(Stored items)
use std::f32::consts::{PI, TAU};

use glam::{vec2, Vec2};

/// Absolute placement of a node after a tick.
#[derive(Debug, Clone, Copy, PartialEq)]
pub struct Pose {
	/// Accumulated rotation, radians
	pub rotation: f32,
	/// Inherited scale factor
	pub scale: f32,
	/// World position
	pub transform: Vec2,
}

impl Default for Pose {
	fn default() -> Self {
		Self {
			rotation: 0.,
			scale: 1.,
			transform: Vec2::ZERO,
		}
	}
}

impl Pose {
	pub fn new() -> Self {
		Self::default()
	}

	pub fn with_rotation(mut self, rotation: f32) -> Self {
		self.rotation = rotation;
		self
	}

	pub fn with_scale(mut self, scale: f32) -> Self {
		self.scale = scale;
		self
	}

	pub fn with_transform(mut self, transform: Vec2) -> Self {
		self.transform = transform;
		self
	}

	/// Rotation in degrees, for display and render records.
	pub fn direction(&self) -> f32 {
		rad_to_deg(self.rotation)
	}
}

/// Offset vector of length `mag` pointing along `angle`.
#[inline]
pub fn polar(angle: f32, mag: f32) -> Vec2 {
	rotate(vec2(mag, 0.), angle)
}

/// Rotates `v` counter-clockwise by `angle` radians.
#[inline]
pub fn rotate(v: Vec2, angle: f32) -> Vec2 {
	Vec2::from_angle(angle).rotate(v)
}

#[inline]
pub fn deg_to_rad(deg: f32) -> f32 {
	deg.to_radians()
}

#[inline]
pub fn rad_to_deg(rad: f32) -> f32 {
	rad.to_degrees()
}

/// Wraps an angle into `[-PI, PI)`.
#[inline]
pub fn wrap_angle(angle: f32) -> f32 {
	(angle + PI).rem_euclid(TAU) - PI
}
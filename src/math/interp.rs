use glam::Vec2;

use super::transform::{wrap_angle, Pose};

/// Pair of values to blend between, `beg` at `t = 0` and `end` at `t = 1`.
#[derive(Debug, Clone, Copy, Default, PartialEq, Eq)]
pub struct InterpRange<T> {
	pub beg: T,
	pub end: T,
}

impl<T> InterpRange<T> {
	#[inline]
	pub fn new(beg: T, end: T) -> Self {
		Self { beg, end }
	}
}

#[inline]
pub fn lerp_f32(t: f32, range: InterpRange<f32>) -> f32 {
	range.beg + (range.end - range.beg) * t
}

#[inline]
pub fn lerp_vec2(t: f32, range: InterpRange<Vec2>) -> Vec2 {
	range.beg.lerp(range.end, t)
}

/// Interpolates between two angles along the shorter turn.
///
/// A half-turn difference is ambiguous; it resolves to the negative direction.
#[inline]
pub fn lerp_angle(t: f32, range: InterpRange<f32>) -> f32 {
	range.beg + wrap_angle(range.end - range.beg) * t
}

impl InterpRange<Pose> {
	/// Blended pose at `t`, clamped to `[0, 1]`. The endpoints are returned untouched.
	pub fn at(&self, t: f32) -> Pose {
		if t <= 0. {
			return self.beg;
		}
		if t >= 1. {
			return self.end;
		}

		Pose {
			rotation: lerp_angle(t, InterpRange::new(self.beg.rotation, self.end.rotation)),
			scale: lerp_f32(t, InterpRange::new(self.beg.scale, self.end.scale)),
			transform: lerp_vec2(t, InterpRange::new(self.beg.transform, self.end.transform)),
		}
	}
}
mod transforms;
mod tree;

use std::cell::RefCell;
use std::collections::HashMap;

use indextree::{Arena, NodeId};

use crate::node::SkeleNode;

pub type SkeleResult<T> = Result<T, SkeleError>;

#[derive(Debug, Clone, PartialEq, Eq, thiserror::Error)]
pub enum SkeleError {
	#[error("A node cannot be added to itself")]
	SelfParent,
	#[error("A node cannot be added below one of its own descendants")]
	Cycle,
	#[error("Node handle refers to a removed or foreign node")]
	Removed,
	#[error("The main root of a skeleton cannot be deleted")]
	DeleteMainRoot,
	#[error("Id {0:?} is already used in this tree")]
	DuplicateId(String),
}

impl From<indextree::NodeError> for SkeleError {
	fn from(err: indextree::NodeError) -> Self {
		match err {
			indextree::NodeError::AppendSelf => SkeleError::SelfParent,
			indextree::NodeError::AppendAncestor => SkeleError::Cycle,
			indextree::NodeError::Removed => SkeleError::Removed,
			_ => SkeleError::Cycle,
		}
	}
}

/// Per-root `id -> node` tables, filled on demand and dropped wholesale on structural change.
type LookupCache = HashMap<NodeId, HashMap<String, NodeId>>;

/// A sprite rig: an arena of [`SkeleNode`]s with one main tree.
///
/// Nodes detached with [`Skeleton::remove`] stay in the arena as roots of their own trees until
/// deleted. Snapshots (`clone`) copy only the main tree.
pub struct Skeleton {
	arena: Arena<SkeleNode>,
	root: NodeId,
	lookup: RefCell<LookupCache>,
}

impl Skeleton {
	pub fn new_with_root(node: SkeleNode) -> Self {
		let mut arena = Arena::new();
		let root = arena.new_node(node);
		arena[root].get_mut().root = Some(root);

		Self {
			root,
			arena,
			lookup: RefCell::new(HashMap::new()),
		}
	}

	/// Allocates a detached node, the root of its own single-node tree.
	pub fn new_node(&mut self, node: SkeleNode) -> NodeId {
		let id = self.arena.new_node(node);
		self.arena[id].get_mut().root = Some(id);
		id
	}

	/// Handle of the main tree's root.
	pub fn root(&self) -> NodeId {
		self.root
	}

	pub fn contains(&self, id: NodeId) -> bool {
		self.arena.get(id).is_some_and(|node| !node.is_removed())
	}

	fn get_internal_node(&self, id: NodeId) -> Option<&indextree::Node<SkeleNode>> {
		self.arena.get(id).filter(|node| !node.is_removed())
	}

	pub fn get(&self, id: NodeId) -> Option<&SkeleNode> {
		Some(self.get_internal_node(id)?.get())
	}

	pub fn get_mut(&mut self, id: NodeId) -> Option<&mut SkeleNode> {
		self.arena
			.get_mut(id)
			.filter(|node| !node.is_removed())
			.map(|node| node.get_mut())
	}

	pub fn parent(&self, id: NodeId) -> Option<NodeId> {
		self.get_internal_node(id)?.parent()
	}

	/// Children in draw-priority order.
	pub fn children(&self, id: NodeId) -> Vec<NodeId> {
		if !self.contains(id) {
			return Vec::new();
		}
		id.children(&self.arena).collect()
	}

	/// Root of the tree `id` currently belongs to.
	pub fn root_of(&self, id: NodeId) -> Option<NodeId> {
		self.get(id)?.root
	}

	pub fn is_root(&self, id: NodeId) -> bool {
		self.contains(id) && self.parent(id).is_none()
	}

	/// Number of live nodes in the arena, detached trees included.
	pub fn len(&self) -> usize {
		self.arena.iter().filter(|node| !node.is_removed()).count()
	}

	pub fn is_empty(&self) -> bool {
		self.len() == 0
	}

	fn invalidate(&self, root: NodeId) {
		self.lookup.borrow_mut().remove(&root);
	}
}

impl Clone for Skeleton {
	/// Copies the main tree into a fresh arena. Ids are preserved, handles are not.
	fn clone(&self) -> Self {
		let items = self.collect_subtree(self.root);
		let mut arena = Arena::new();
		let root = graft(&mut arena, items, None).unwrap_or_else(|| arena.new_node(SkeleNode::default()));

		Self {
			arena,
			root,
			lookup: RefCell::new(HashMap::new()),
		}
	}
}

impl std::fmt::Debug for Skeleton {
	fn fmt(&self, f: &mut std::fmt::Formatter<'_>) -> std::fmt::Result {
		f.debug_struct("Skeleton")
			.field("root", &self.root)
			.field("nodes", &self.len())
			.field("cached_roots", &self.lookup.borrow().len())
			.finish()
	}
}

/// Subtree flattened in pre-order: (old handle, old parent, node data).
type SubtreeItems = Vec<(NodeId, Option<NodeId>, SkeleNode)>;

/// Inserts flattened subtree `items` into `dest`, below `parent` if given.
///
/// Returns the handle of the copied subtree's top node, `None` if `items` is empty.
fn graft(dest: &mut Arena<SkeleNode>, items: SubtreeItems, parent: Option<NodeId>) -> Option<NodeId> {
	let mut remap: HashMap<NodeId, NodeId> = HashMap::with_capacity(items.len());
	let mut top = None;

	for (old, old_parent, data) in items {
		let new = dest.new_node(data);
		if top.is_none() {
			top = Some(new);
			if let Some(parent) = parent {
				parent.append(new, dest);
			}
		} else if let Some(&new_parent) = old_parent.and_then(|p| remap.get(&p)) {
			new_parent.append(new, dest);
		}
		remap.insert(old, new);
	}

	let top = top?;
	let root = parent.and_then(|p| dest[p].get().root).unwrap_or(top);
	for new in remap.into_values() {
		dest[new].get_mut().root = Some(root);
	}

	Some(top)
}
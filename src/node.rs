use std::sync::Arc;

use glam::Vec2;
use indextree::NodeId;

use crate::math::interp::InterpRange;
use crate::math::transform::{polar, Pose};

/// Opaque rendering modifiers attached to a sprite node.
pub type Props = Arc<json::JsonValue>;

/// Length of generated node ids.
pub const ID_LEN: usize = 8;

/// Random alphanumeric id. Uniqueness within a tree is checked by the caller.
pub(crate) fn random_id() -> String {
	let mut id = uuid::Uuid::new_v4().simple().to_string();
	id.truncate(ID_LEN);
	id
}

/// One joint of a skeleton: a parent-relative offset, optionally carrying a sprite.
#[derive(Debug, Clone)]
pub struct SkeleNode {
	pub(crate) id: Option<String>,
	angle: f32,
	mag: f32,
	transform: Vec2,
	pub uri: Option<String>,
	pub props: Option<Props>,
	pub sort: Option<f32>,
	pub hidden: bool,
	pub(crate) state: Option<Pose>,
	pub(crate) last_state: Option<Pose>,
	pub(crate) root: Option<NodeId>,
}

impl Default for SkeleNode {
	fn default() -> Self {
		Self::new(0., 1.)
	}
}

impl SkeleNode {
	/// `angle` is in radians.
	pub fn new(angle: f32, mag: f32) -> Self {
		Self {
			id: None,
			angle,
			mag,
			transform: polar(angle, mag),
			uri: None,
			props: None,
			sort: None,
			hidden: false,
			state: None,
			last_state: None,
			root: None,
		}
	}

	pub fn with_id(mut self, id: impl Into<String>) -> Self {
		self.id = Some(id.into());
		self
	}

	pub fn with_uri(mut self, uri: impl Into<String>) -> Self {
		self.uri = Some(uri.into());
		self
	}

	pub fn with_props(mut self, props: Props) -> Self {
		self.props = Some(props);
		self
	}

	pub fn with_sort(mut self, sort: f32) -> Self {
		self.sort = Some(sort);
		self
	}

	pub fn with_hidden(mut self, hidden: bool) -> Self {
		self.hidden = hidden;
		self
	}

	/// Unique within the owning tree. Changed through [`crate::skeleton::Skeleton::set_id`].
	pub fn id(&self) -> Option<&str> {
		self.id.as_deref()
	}

	pub fn angle(&self) -> f32 {
		self.angle
	}

	pub fn mag(&self) -> f32 {
		self.mag
	}

	/// Static local offset, `mag` along `angle`. A root placed with [`Self::place`] holds its position here.
	pub fn transform(&self) -> Vec2 {
		self.transform
	}

	pub fn set_angle(&mut self, angle: f32) {
		self.angle = angle;
		self.transform = polar(self.angle, self.mag);
	}

	pub fn set_mag(&mut self, mag: f32) {
		self.mag = mag;
		self.transform = polar(self.angle, self.mag);
	}

	/// Sets position, size and direction at once, as when moving a root with the view.
	pub fn place(&mut self, position: Vec2, mag: f32, angle: f32) {
		self.angle = angle;
		self.mag = mag;
		self.transform = position;
	}

	/// Draw order key, `0` when unset. `-0` sorts as `0`.
	pub fn sort_key(&self) -> f32 {
		self.sort.unwrap_or_default() + 0.
	}

	/// Pose from the latest tick, `None` before the first one.
	pub fn state(&self) -> Option<&Pose> {
		self.state.as_ref()
	}

	/// Pose from the tick before the latest one.
	pub fn last_state(&self) -> Option<&Pose> {
		self.last_state.as_ref()
	}

	/// Handle of the root of the tree this node belongs to.
	pub fn root(&self) -> Option<NodeId> {
		self.root
	}

	/// Blend of the last two ticks. Before any tick, the default pose.
	pub fn state_at(&self, t: f32) -> Pose {
		match (self.last_state, self.state) {
			(Some(beg), Some(end)) => InterpRange::new(beg, end).at(t),
			_ => Pose::default(),
		}
	}

	/// Slides the current pose into the last one and installs `pose` as current.
	///
	/// The first pose seeds both slots.
	pub(crate) fn push_state(&mut self, pose: Pose) {
		self.last_state = Some(self.state.unwrap_or(pose));
		self.state = Some(pose);
	}
}

#[cfg(test)]
mod tests {
	use std::f32::consts::FRAC_PI_2;

	use glam::vec2;

	use super::*;

	#[test]
	fn test_setters_refresh_transform() {
		let mut node = SkeleNode::new(0., 2.);
		assert!(node.transform().abs_diff_eq(vec2(2., 0.), 1e-6));

		node.set_angle(FRAC_PI_2);
		assert!(node.transform().abs_diff_eq(vec2(0., 2.), 1e-6));

		node.set_mag(0.5);
		assert!(node.transform().abs_diff_eq(vec2(0., 0.5), 1e-6));
	}

	#[test]
	fn test_first_push_seeds_last_state() {
		let mut node = SkeleNode::default();
		assert!(node.state().is_none());

		let pose = Pose::new().with_transform(vec2(3., 4.));
		node.push_state(pose);
		assert_eq!(node.last_state(), Some(&pose));
		assert_eq!(node.state(), Some(&pose));

		let next = Pose::new().with_transform(vec2(5., 4.));
		node.push_state(next);
		assert_eq!(node.last_state(), Some(&pose));
		assert_eq!(node.state_at(0.5).transform, vec2(4., 4.));
	}

	#[test]
	fn test_random_ids() {
		let a = random_id();
		assert_eq!(a.len(), ID_LEN);
		assert!(a.chars().all(|c| c.is_ascii_alphanumeric()));
		assert_ne!(a, random_id());
	}
}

● Work request: Figure out the number of lines above in which the string "sprite" appears. Only the number should be given.

● Written response: 3